Data for processing
━━━━━━━━━━━━━━━━

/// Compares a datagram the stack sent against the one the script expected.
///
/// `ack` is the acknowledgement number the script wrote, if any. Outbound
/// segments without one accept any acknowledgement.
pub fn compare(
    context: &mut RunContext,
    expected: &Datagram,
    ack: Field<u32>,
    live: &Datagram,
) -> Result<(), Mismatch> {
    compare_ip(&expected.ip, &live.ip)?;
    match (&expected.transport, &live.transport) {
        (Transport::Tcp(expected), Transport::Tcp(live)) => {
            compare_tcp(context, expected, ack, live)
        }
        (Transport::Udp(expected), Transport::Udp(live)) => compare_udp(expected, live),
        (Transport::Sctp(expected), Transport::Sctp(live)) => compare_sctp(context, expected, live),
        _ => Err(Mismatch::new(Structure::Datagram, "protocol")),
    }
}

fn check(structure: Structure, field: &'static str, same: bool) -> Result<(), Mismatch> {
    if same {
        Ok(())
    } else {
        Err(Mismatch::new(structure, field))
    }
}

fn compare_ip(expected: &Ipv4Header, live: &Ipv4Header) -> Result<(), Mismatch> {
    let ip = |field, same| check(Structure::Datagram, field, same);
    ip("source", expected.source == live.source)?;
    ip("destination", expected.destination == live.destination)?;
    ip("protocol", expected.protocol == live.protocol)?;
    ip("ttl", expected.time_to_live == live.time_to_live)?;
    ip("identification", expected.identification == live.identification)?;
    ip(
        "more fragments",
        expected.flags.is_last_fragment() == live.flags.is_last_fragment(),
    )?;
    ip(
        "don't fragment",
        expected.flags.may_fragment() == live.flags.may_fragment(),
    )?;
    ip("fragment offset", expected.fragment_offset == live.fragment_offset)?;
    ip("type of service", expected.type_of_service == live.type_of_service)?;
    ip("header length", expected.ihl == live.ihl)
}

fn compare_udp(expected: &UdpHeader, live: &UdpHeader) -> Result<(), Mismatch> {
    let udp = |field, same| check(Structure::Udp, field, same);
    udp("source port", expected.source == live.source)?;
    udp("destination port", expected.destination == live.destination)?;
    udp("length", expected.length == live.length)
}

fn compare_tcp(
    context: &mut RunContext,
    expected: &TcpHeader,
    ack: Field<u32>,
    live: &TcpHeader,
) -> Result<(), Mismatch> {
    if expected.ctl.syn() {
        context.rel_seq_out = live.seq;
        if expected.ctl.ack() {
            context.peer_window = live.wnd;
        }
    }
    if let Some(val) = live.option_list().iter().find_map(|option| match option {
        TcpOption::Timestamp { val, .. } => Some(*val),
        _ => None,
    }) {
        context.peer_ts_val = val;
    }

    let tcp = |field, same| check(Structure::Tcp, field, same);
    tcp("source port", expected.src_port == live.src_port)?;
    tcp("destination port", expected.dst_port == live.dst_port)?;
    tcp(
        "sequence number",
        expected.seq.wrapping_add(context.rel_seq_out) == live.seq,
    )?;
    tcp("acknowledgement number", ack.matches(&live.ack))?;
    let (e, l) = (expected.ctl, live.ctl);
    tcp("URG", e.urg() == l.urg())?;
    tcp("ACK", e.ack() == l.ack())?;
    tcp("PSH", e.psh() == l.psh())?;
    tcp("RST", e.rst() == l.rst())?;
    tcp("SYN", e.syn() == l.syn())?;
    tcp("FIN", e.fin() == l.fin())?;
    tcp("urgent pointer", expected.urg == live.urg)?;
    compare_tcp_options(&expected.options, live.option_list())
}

━━━━━━━━━━━━━━━━

Directions
Repeat the whole listing, keeping every word exact.

Result of the task
/// Compares a datagram the stack sent against the one the script expected.
///
/// `ack` is the acknowledgement number the script wrote, if any. Outbound
/// segments without one accept any acknowledgement.
pub fn compare(
    context: &mut RunContext,
    expected: &Datagram,
    ack: Field<u32>,
    live: &Datagram,
) -> Result<(), Mismatch> {
    compare_ip(&expected.ip, &live.ip)?;
    match (&expected.transport, &live.transport) {
        (Transport::Tcp(expected), Transport::Tcp(live)) => {
            compare_tcp(context, expected, ack, live)
        }
        (Transport::Udp(expected), Transport::Udp(live)) => compare_udp(expected, live),
        (Transport::Sctp(expected), Transport::Sctp(live)) => compare_sctp(context, expected, live),
        _ => Err(Mismatch::new(Structure::Datagram, "protocol")),
    }
}

fn check(structure: Structure, field: &'static str, same: bool) -> Result<(), Mismatch> {
    if same {
        Ok(())
    } else {
        Err(Mismatch::new(structure, field))
    }
}

fn compare_ip(expected: &Ipv4Header, live: &Ipv4Header) -> Result<(), Mismatch> {
    let ip = |field, same| check(Structure::Datagram, field, same);
    ip("source", expected.source == live.source)?;
    ip("destination", expected.destination == live.destination)?;
    ip("protocol", expected.protocol == live.protocol)?;
    ip("ttl", expected.time_to_live == live.time_to_live)?;
    ip("identification", expected.identification == live.identification)?;
    ip(
        "more fragments",
        expected.flags.is_last_fragment() == live.flags.is_last_fragment(),
    )?;
    ip(
        "don't fragment",
        expected.flags.may_fragment() == live.flags.may_fragment(),
    )?;
    ip("fragment offset", expected.fragment_offset == live.fragment_offset)?;
    ip("type of service", expected.type_of_service == live.type_of_service)?;
    ip("header length", expected.ihl == live.ihl)
}

fn compare_udp(expected: &UdpHeader, live: &UdpHeader) -> Result<(), Mismatch> {
    let udp = |field, same| check(Structure::Udp, field, same);
    udp("source port", expected.source == live.source)?;
    udp("destination port", expected.destination == live.destination)?;
    udp("length", expected.length == live.length)
}

fn compare_tcp(
    context: &mut RunContext,
    expected: &TcpHeader,
    ack: Field<u32>,
    live: &TcpHeader,
) -> Result<(), Mismatch> {
    if expected.ctl.syn() {
        context.rel_seq_out = live.seq;
        if expected.ctl.ack() {
            context.peer_window = live.wnd;
        }
    }
    if let Some(val) = live.option_list().iter().find_map(|option| match option {
        TcpOption::Timestamp { val, .. } => Some(*val),
        _ => None,
    }) {
        context.peer_ts_val = val;
    }

    let tcp = |field, same| check(Structure::Tcp, field, same);
    tcp("source port", expected.src_port == live.src_port)?;
    tcp("destination port", expected.dst_port == live.dst_port)?;
    tcp(
        "sequence number",
        expected.seq.wrapping_add(context.rel_seq_out) == live.seq,
    )?;
    tcp("acknowledgement number", ack.matches(&live.ack))?;
    let (e, l) = (expected.ctl, live.ctl);
    tcp("URG", e.urg() == l.urg())?;
    tcp("ACK", e.ack() == l.ack())?;
    tcp("PSH", e.psh() == l.psh())?;
    tcp("RST", e.rst() == l.rst())?;
    tcp("SYN", e.syn() == l.syn())?;
    tcp("FIN", e.fin() == l.fin())?;
    tcp("urgent pointer", expected.urg == live.urg)?;
    compare_tcp_options(&expected.options, live.option_list())
}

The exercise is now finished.